Why does my cat's meow have no sound?

  • I've looked all over for an explanation. Surprisingly, there's not much information about this (most being theories).

    Are there any cat experts that can explain this? I've heard "the sound is too high pitched for humans to hear", which would be neat, but seems as if it would be testable and confirmed by now.

    My Question

    Only one of my cats silently meow, most of the time giving no sound at all. Why does her meows give no sound?

    Extra Details

    She is around (estimated) 10 years old. In her early years, she wasn't very talkative. She was an outside cat until she got injured, which we had to amputate her tail. She has been an inside cat ever since. She has become very affectionate since then, which has brought on the meowing, which most of the time give no sound.

  • Kate Paulk

    Kate Paulk Correct answer

    6 years ago

    From what my vet said when discussing my silent meower (who was perfectly healthy and lived to 21), there are several reasons a cat would meow but not make any noticeable sound.

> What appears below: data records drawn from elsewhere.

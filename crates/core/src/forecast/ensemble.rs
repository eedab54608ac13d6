//! Inverse-error ensemble over the applicable demand models.

use std::collections::BTreeMap;

use serde::{Deserialize, Serialize};

use crate::domain::forecast::{AccuracyMetrics, ForecastMethod, TrendDirection};
use crate::forecast::aggregate::ProductSeries;
use crate::forecast::models::{clamp_confidence, trend_direction, FittedModel, ModelKind, ModelParams};
use crate::forecast::outlier::remove_outliers;
use crate::forecast::stats::{fit_line, mean};
use crate::forecast::validation::{walk_forward, ValidationMode};

/// Floor applied to a model's MAPE (in percent) before inverting it.
pub const MAPE_EPSILON: f64 = 0.01;

/// The blend is only trusted below this MAPE.
pub const BLEND_MAPE_LIMIT: f64 = 50.0;

/// Seasons of history needed for the full model set and for blending.
const FULL_HISTORY_YEARS: usize = 3;

/// Relative price moves smaller than this are ignored for elasticity.
const MIN_PRICE_MOVE: f64 = 0.01;

/// A single product's prediction, whichever tier produced it.
#[derive(Clone, Copy, Debug, PartialEq, Serialize, Deserialize)]
pub struct ModelPrediction {
    pub predicted_units: u64,
    pub confidence: f64,
    pub validation: AccuracyMetrics,
    pub method: ForecastMethod,
}

#[derive(Clone, Debug, PartialEq)]
pub struct CandidateScore {
    pub kind: ModelKind,
    pub prediction: f64,
    /// Raw in-sample confidence of the model before rebanding.
    pub confidence: f64,
    pub validation: AccuracyMetrics,
    pub folds: usize,
    pub weight: f64,
    pub fitted: FittedModel,
}

#[derive(Clone, Debug, PartialEq)]
pub struct EnsembleOutcome {
    pub prediction: ModelPrediction,
    pub candidates: Vec<CandidateScore>,
    /// Whether the weighted blend was used rather than the best single model.
    pub blended: bool,
    pub trend_direction: Option<TrendDirection>,
    /// Fitted slope per season relative to the mean level.
    pub trend_score: Option<f64>,
    pub price_elasticity: f64,
}

#[derive(Clone, Copy, Debug)]
pub struct EnsembleCombiner {
    params: ModelParams,
    mode: ValidationMode,
}

impl EnsembleCombiner {
    pub fn new(params: ModelParams, mode: ValidationMode) -> Self {
        Self { params, mode }
    }

    pub fn applicable_models(years: usize) -> Vec<ModelKind> {
        ModelKind::ALL.into_iter().filter(|kind| years >= kind.min_years()).collect()
    }

    pub fn combine(&self, series: &ProductSeries) -> EnsembleOutcome {
        let values = series.values();
        let years = series.years();

        let mut candidates: Vec<CandidateScore> = Self::applicable_models(years)
            .into_iter()
            .map(|kind| {
                let fit = kind.fit(&values, &self.params);
                let report = walk_forward(&values, kind, &self.params, self.mode);
                CandidateScore {
                    kind,
                    prediction: fit.prediction,
                    confidence: fit.confidence,
                    validation: report.metrics,
                    folds: report.folds,
                    weight: 0.0,
                    fitted: fit.fitted,
                }
            })
            .collect();

        let mapes: Vec<f64> = candidates.iter().map(|c| c.validation.mape).collect();
        for (candidate, weight) in candidates.iter_mut().zip(inverse_mape_weights(&mapes)) {
            candidate.weight = weight;
        }

        let blend = weighted_blend(&candidates);
        let use_blend = years >= FULL_HISTORY_YEARS
            && candidates.len() > 1
            && blend.validation.mape < BLEND_MAPE_LIMIT;

        let (raw_prediction, raw_confidence, validation, method) = if use_blend {
            (blend.prediction, blend.confidence, blend.validation, ForecastMethod::Ensemble)
        } else {
            match best_candidate(&candidates) {
                Some(best) => {
                    (best.prediction, best.confidence, best.validation, ForecastMethod::from(best.kind))
                }
                None => (
                    mean(&values),
                    0.0,
                    AccuracyMetrics { mape: 100.0, ..AccuracyMetrics::default() },
                    ForecastMethod::SimpleAverage,
                ),
            }
        };

        let (low, high) = confidence_band(years, validation.mape);
        let prediction = ModelPrediction {
            predicted_units: round_units(raw_prediction),
            confidence: clamp_confidence(raw_confidence).clamp(low, high),
            validation,
            method,
        };

        EnsembleOutcome {
            prediction,
            candidates,
            blended: use_blend,
            trend_direction: trend_direction(&remove_outliers(&values, self.params.outlier_factor)),
            trend_score: trend_score(&values),
            price_elasticity: price_elasticity(&series.units_by_year, &series.price_by_year()),
        }
    }
}

/// Normalised inverse-MAPE weights. A perfect model dominates
/// proportionally instead of taking all the weight.
pub fn inverse_mape_weights(mapes: &[f64]) -> Vec<f64> {
    let inverses: Vec<f64> = mapes.iter().map(|mape| 1.0 / mape.max(MAPE_EPSILON)).collect();
    let total: f64 = inverses.iter().sum();
    if total <= 0.0 || !total.is_finite() {
        return vec![1.0 / mapes.len().max(1) as f64; mapes.len()];
    }
    inverses.iter().map(|inverse| inverse / total).collect()
}

/// Confidence range allowed for a forecast given how much history backs it.
pub fn confidence_band(years: usize, mape: f64) -> (f64, f64) {
    if years >= 3 && mape < 30.0 {
        (75.0, 100.0)
    } else if years >= 2 && mape < 50.0 {
        (50.0, 74.0)
    } else {
        (30.0, 49.0)
    }
}

/// Mean elasticity across consecutive seasons: relative change in units over
/// relative change in price.
pub fn price_elasticity(units: &BTreeMap<i32, f64>, prices: &BTreeMap<i32, f64>) -> f64 {
    let points: Vec<(f64, f64)> = units
        .iter()
        .filter_map(|(year, quantity)| prices.get(year).map(|price| (*quantity, *price)))
        .collect();

    let ratios: Vec<f64> = points
        .windows(2)
        .filter_map(|pair| {
            let [(q0, p0), (q1, p1)] = pair else {
                return None;
            };
            if q0.abs() <= f64::EPSILON || p0.abs() <= f64::EPSILON {
                return None;
            }
            let price_move = (p1 - p0) / p0;
            if price_move.abs() < MIN_PRICE_MOVE {
                return None;
            }
            let ratio = ((q1 - q0) / q0) / price_move;
            ratio.is_finite().then_some(ratio)
        })
        .collect();

    mean(&ratios)
}

pub(crate) fn round_units(prediction: f64) -> u64 {
    if prediction.is_finite() && prediction > 0.0 {
        prediction.round() as u64
    } else {
        0
    }
}

fn trend_score(values: &[f64]) -> Option<f64> {
    let level = mean(values);
    if level.abs() <= f64::EPSILON {
        return None;
    }
    fit_line(values).map(|line| line.slope / level)
}

struct Blend {
    prediction: f64,
    confidence: f64,
    validation: AccuracyMetrics,
}

fn weighted_blend(candidates: &[CandidateScore]) -> Blend {
    let mut blend =
        Blend { prediction: 0.0, confidence: 0.0, validation: AccuracyMetrics::default() };
    for candidate in candidates {
        let w = candidate.weight;
        blend.prediction += w * candidate.prediction;
        blend.confidence += w * candidate.confidence;
        blend.validation.mape += w * candidate.validation.mape;
        blend.validation.mae += w * candidate.validation.mae;
        blend.validation.rmse += w * candidate.validation.rmse;
    }
    blend
}

/// Lowest MAPE wins; ties keep the earlier model.
fn best_candidate(candidates: &[CandidateScore]) -> Option<&CandidateScore> {
    candidates.iter().fold(None, |best: Option<&CandidateScore>, candidate| match best {
        Some(current) if current.validation.mape <= candidate.validation.mape => Some(current),
        _ => Some(candidate),
    })
}

#[cfg(test)]
mod tests {
    use std::collections::BTreeMap;

    use rust_decimal::Decimal;

    use super::{confidence_band, inverse_mape_weights, price_elasticity, EnsembleCombiner};
    use crate::domain::forecast::ForecastMethod;
    use crate::domain::sales::SalesRecord;
    use crate::forecast::aggregate::aggregate_by_product;
    use crate::forecast::models::{ModelKind, ModelParams};
    use crate::forecast::validation::ValidationMode;

    fn series(points: &[(&str, f64)]) -> crate::forecast::aggregate::ProductSeries {
        let records: Vec<SalesRecord> = points
            .iter()
            .map(|&(label, units)| SalesRecord::new("SKU", "TOPS", label, units, Decimal::from(10)))
            .collect();
        aggregate_by_product(&records, "").remove(0)
    }

    #[test]
    fn weights_sum_to_one() {
        let weights = inverse_mape_weights(&[12.0, 3.5, 40.0, 0.0]);
        assert!((weights.iter().sum::<f64>() - 1.0).abs() < 1e-6);
        assert!(weights[3] > weights[1]);
        assert!(weights[3] < 1.0);
    }

    #[test]
    fn equally_accurate_models_split_evenly() {
        let weights = inverse_mape_weights(&[8.0, 8.0]);
        assert!((weights[0] - 0.5).abs() < 1e-12);
        assert!((weights[1] - 0.5).abs() < 1e-12);
    }

    #[test]
    fn perfect_models_do_not_divide_by_zero() {
        let weights = inverse_mape_weights(&[0.0, 0.0]);
        assert!(weights.iter().all(|w| w.is_finite()));
        assert!((weights[0] - 0.5).abs() < 1e-12);
    }

    #[test]
    fn short_history_only_runs_simple_models() {
        assert_eq!(
            EnsembleCombiner::applicable_models(2),
            vec![ModelKind::WeightedMovingAverage, ModelKind::LinearRegression]
        );
        assert_eq!(EnsembleCombiner::applicable_models(3).len(), 4);
    }

    #[test]
    fn steady_growth_is_blended_with_high_confidence() {
        let combiner = EnsembleCombiner::new(ModelParams::default(), ValidationMode::Full);
        let outcome = combiner.combine(&series(&[("PV21", 100.0), ("PV22", 110.0), ("PV23", 121.0)]));

        assert!(outcome.blended);
        assert_eq!(outcome.prediction.method, ForecastMethod::Ensemble);
        assert!((75.0..=100.0).contains(&outcome.prediction.confidence));
        assert!((125..=135).contains(&outcome.prediction.predicted_units));
        assert!((outcome.candidates.iter().map(|c| c.weight).sum::<f64>() - 1.0).abs() < 1e-6);
    }

    #[test]
    fn two_years_pick_the_best_single_model() {
        let combiner = EnsembleCombiner::new(ModelParams::default(), ValidationMode::Full);
        let outcome = combiner.combine(&series(&[("PV22", 100.0), ("PV23", 120.0)]));

        assert!(!outcome.blended);
        assert_eq!(outcome.candidates.len(), 2);
        assert_ne!(outcome.prediction.method, ForecastMethod::Ensemble);
        let (low, high) = confidence_band(2, outcome.prediction.validation.mape);
        assert!((low..=high).contains(&outcome.prediction.confidence));
    }

    #[test]
    fn confidence_bands_follow_history_depth() {
        assert_eq!(confidence_band(4, 10.0), (75.0, 100.0));
        assert_eq!(confidence_band(3, 35.0), (50.0, 74.0));
        assert_eq!(confidence_band(2, 10.0), (50.0, 74.0));
        assert_eq!(confidence_band(2, 60.0), (30.0, 49.0));
        assert_eq!(confidence_band(1, 0.0), (30.0, 49.0));
    }

    #[test]
    fn elasticity_ignores_flat_prices() {
        let units = BTreeMap::from([(2021, 100.0), (2022, 80.0), (2023, 80.0)]);
        let prices = BTreeMap::from([(2021, 10.0), (2022, 11.0), (2023, 11.05)]);

        // (-20%) / (+10%) = -2; the 0.45% move is ignored.
        assert!((price_elasticity(&units, &prices) + 2.0).abs() < 1e-9);
        assert_eq!(price_elasticity(&units, &BTreeMap::new()), 0.0);
    }
}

    • The most common according to my vet is that the cat's vocal cords are deformed so it has no "voice". My old cat usually made no noise beyond something a bit like heavy breathing, but when she was stressed or in pain there'd be voice. Her purring was also almost silent. If your cat rarely/never had voice as a kitten, this is probably the cause.
    • Illness or accident can also cause problems, particularly if there's nerve damage. This is more likely if a vocal cat stops making noise when meowing.

    If your vet says your cat is healthy, there's nothing to worry about (except possibly the cat getting trapped somewhere and you not being able to hear it - although my experience says the cat will develop other ways to let you know there's a problem).

    To add another possibility: my girl's volume ranges from silent (when I "meow" silently at her she sometimes replies in kind) to quiet mews to conversational meows to rattle-the-dishes arias when she thinks I' unfairly ignoring her. It may just be that this is what that cat wants to say at this time. Since I talk to them, and to myself, frequently, and since I find conversations with them amusding, I really can't complain about their having learned that this attracts attention.